___ DATA SHOWN
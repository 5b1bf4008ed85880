//! User entity
//!
//! An account holder owning an ordered list of uniquely named albums and a
//! registry of recognized tag types.

use serde::{Deserialize, Serialize};

use super::album::Album;
use super::photo::{Photo, SharedPhoto};
use super::tag::Tag;
use super::tag_types::{Arity, TagTypes};
use crate::error::{CatalogError, CatalogResult};
use crate::state::library::CatalogStore;

/// Whether an account may manage other accounts
#[derive(Debug, Clone, Copy, PartialEq, Eq, Serialize, Deserialize)]
#[serde(rename_all = "lowercase")]
pub enum AccountKind {
    Regular,
    Admin,
}

impl AccountKind {
    pub fn as_str(&self) -> &'static str {
        match self {
            AccountKind::Regular => "regular",
            AccountKind::Admin => "admin",
        }
    }

    pub fn parse(s: &str) -> Option<Self> {
        match s {
            "regular" => Some(AccountKind::Regular),
            "admin" => Some(AccountKind::Admin),
            _ => None,
        }
    }
}

#[derive(Debug, Clone)]
pub struct User {
    username: String,
    kind: AccountKind,
    albums: Vec<Album>,
    tag_types: TagTypes,
}

impl User {
    /// A regular account with the default tag types
    pub fn new(username: impl Into<String>) -> Self {
        Self::with_kind(username, AccountKind::Regular)
    }

    pub(crate) fn with_kind(username: impl Into<String>, kind: AccountKind) -> Self {
        Self {
            username: username.into(),
            kind,
            albums: Vec::new(),
            tag_types: TagTypes::default(),
        }
    }

    pub(crate) fn from_parts(
        username: String,
        kind: AccountKind,
        albums: Vec<Album>,
        tag_types: TagTypes,
    ) -> Self {
        Self {
            username,
            kind,
            albums,
            tag_types,
        }
    }

    pub fn username(&self) -> &str {
        &self.username
    }

    pub fn kind(&self) -> AccountKind {
        self.kind
    }

    pub fn is_admin(&self) -> bool {
        self.kind == AccountKind::Admin
    }

    pub fn albums(&self) -> &[Album] {
        &self.albums
    }

    pub fn tag_types(&self) -> &TagTypes {
        &self.tag_types
    }

    /// Register or overwrite a tag type's arity
    pub fn add_tag_type(&mut self, type_name: &str, arity: Arity) -> CatalogResult<()> {
        self.tag_types.insert(type_name, arity)
    }

    // ========================
    // Albums
    // ========================

    pub fn album_exists(&self, name: &str) -> bool {
        self.album_index(name).is_some()
    }

    pub fn album_by_name(&self, name: &str) -> Option<&Album> {
        self.albums.iter().find(|a| a.name() == name)
    }

    pub fn album_by_name_mut(&mut self, name: &str) -> Option<&mut Album> {
        self.albums.iter_mut().find(|a| a.name() == name)
    }

    fn album_index(&self, name: &str) -> Option<usize> {
        self.albums.iter().position(|a| a.name() == name)
    }

    fn require_album(&self, name: &str) -> CatalogResult<usize> {
        self.album_index(name)
            .ok_or_else(|| CatalogError::AlbumNotFound(name.to_string()))
    }

    /// Add an album. Its name must not be used by another album of this user.
    ///
    /// Photos whose path is already filed elsewhere are replaced by the
    /// existing handle.
    pub fn create_album(&mut self, mut album: Album) -> CatalogResult<&mut Album> {
        if self.album_exists(album.name()) {
            return Err(CatalogError::DuplicateAlbumName(album.name().to_string()));
        }
        album.share_handles(|path| self.photo_by_path(path));
        self.albums.push(album);
        let last = self.albums.len() - 1;
        Ok(&mut self.albums[last])
    }

    /// Build a new album from a set of photos, e.g. search results.
    ///
    /// The album keeps the same handles, so the photos stay shared.
    pub fn create_album_from_photos(
        &mut self,
        name: &str,
        photos: &[SharedPhoto],
    ) -> CatalogResult<&mut Album> {
        self.create_album(Album::with_photos(name, photos.iter().cloned()))
    }

    /// Drop an album. The image files it referenced are not touched.
    pub fn delete_album(&mut self, name: &str) -> CatalogResult<Album> {
        let index = self.require_album(name)?;
        Ok(self.albums.remove(index))
    }

    pub fn rename_album(&mut self, name: &str, new_name: &str) -> CatalogResult<()> {
        let index = self.require_album(name)?;
        if name == new_name {
            return Ok(());
        }
        if self.album_exists(new_name) {
            return Err(CatalogError::DuplicateAlbumName(new_name.to_string()));
        }
        self.albums[index].set_name(new_name);
        Ok(())
    }

    // ========================
    // Photos across albums
    // ========================

    /// The shared handle for a photo path, wherever it is filed
    pub fn photo_by_path(&self, file_path: &str) -> Option<SharedPhoto> {
        self.albums
            .iter()
            .find_map(|a| a.photo_by_path(file_path))
            .cloned()
    }

    /// File a photo into `album`.
    ///
    /// If a photo with the same path is already in any album, that handle is
    /// filed instead and `photo` is dropped. Returns `false` if the album
    /// already holds it.
    pub fn add_photo(&mut self, album: &str, photo: Photo) -> CatalogResult<bool> {
        let index = self.require_album(album)?;
        let photo = self
            .photo_by_path(photo.file_path())
            .unwrap_or_else(|| SharedPhoto::new(photo));
        Ok(self.albums[index].add_photo(photo))
    }

    /// Remove a photo from one album. Other albums keep their handle.
    pub fn remove_photo(&mut self, album: &str, file_path: &str) -> CatalogResult<()> {
        let index = self.require_album(album)?;
        let photo = self.photo_in(index, file_path)?;
        self.albums[index].remove_photo(&photo);
        Ok(())
    }

    /// Change a photo's path, in every album that holds it.
    ///
    /// Fails with `DuplicatePhoto` if another photo of this user already uses
    /// `new_path`.
    pub fn set_photo_path(&mut self, file_path: &str, new_path: &str) -> CatalogResult<()> {
        let photo = self
            .photo_by_path(file_path)
            .ok_or_else(|| CatalogError::PhotoNotFound(file_path.to_string()))?;
        if file_path == new_path {
            return Ok(());
        }
        if self.photo_by_path(new_path).is_some() {
            return Err(CatalogError::DuplicatePhoto(new_path.to_string()));
        }
        photo.borrow_mut().set_file_path(new_path);
        Ok(())
    }

    /// Tag a photo, checking the tag against this user's tag types
    pub fn tag_photo(&self, file_path: &str, tag: Tag) -> CatalogResult<bool> {
        let photo = self
            .photo_by_path(file_path)
            .ok_or_else(|| CatalogError::PhotoNotFound(file_path.to_string()))?;
        let added = photo.borrow_mut().add_tag(tag, &self.tag_types);
        added
    }

    fn photo_in(&self, album: usize, file_path: &str) -> CatalogResult<SharedPhoto> {
        self.albums[album]
            .photo_by_path(file_path)
            .cloned()
            .ok_or_else(|| CatalogError::PhotoNotFound(file_path.to_string()))
    }

    /// File a photo of album `from` into album `to` as well.
    ///
    /// Returns `false` if `to` already holds it.
    pub fn copy_photo(&mut self, from: &str, to: &str, file_path: &str) -> CatalogResult<bool> {
        let source = self.require_album(from)?;
        let target = self.require_album(to)?;
        let photo = self.photo_in(source, file_path)?;
        Ok(self.albums[target].add_photo(photo))
    }

    /// Move a photo from album `from` to album `to`
    pub fn move_photo(&mut self, from: &str, to: &str, file_path: &str) -> CatalogResult<()> {
        let source = self.require_album(from)?;
        let target = self.require_album(to)?;
        let photo = self.photo_in(source, file_path)?;
        if source == target {
            return Ok(());
        }
        self.albums[target].add_photo(photo.clone());
        self.albums[source].remove_photo(&photo);
        Ok(())
    }

    // ========================
    // Persistence
    // ========================

    /// Persist this user's whole catalog, replacing any earlier record
    pub fn save_user_data(&self, store: &CatalogStore) -> CatalogResult<()> {
        store.save_user_data(self)
    }

    pub fn load_user_data(store: &CatalogStore, username: &str) -> CatalogResult<User> {
        store.load_user_data(username)
    }
}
______
HOW TO COMPLETE THIS TASK:
Filter the records above for "impl" and copy every matching line.

EXERCISE RESULT:
impl AccountKind {
impl User {
    pub fn new(username: impl Into<String>) -> Self {
    pub(crate) fn with_kind(username: impl Into<String>, kind: AccountKind) -> Self {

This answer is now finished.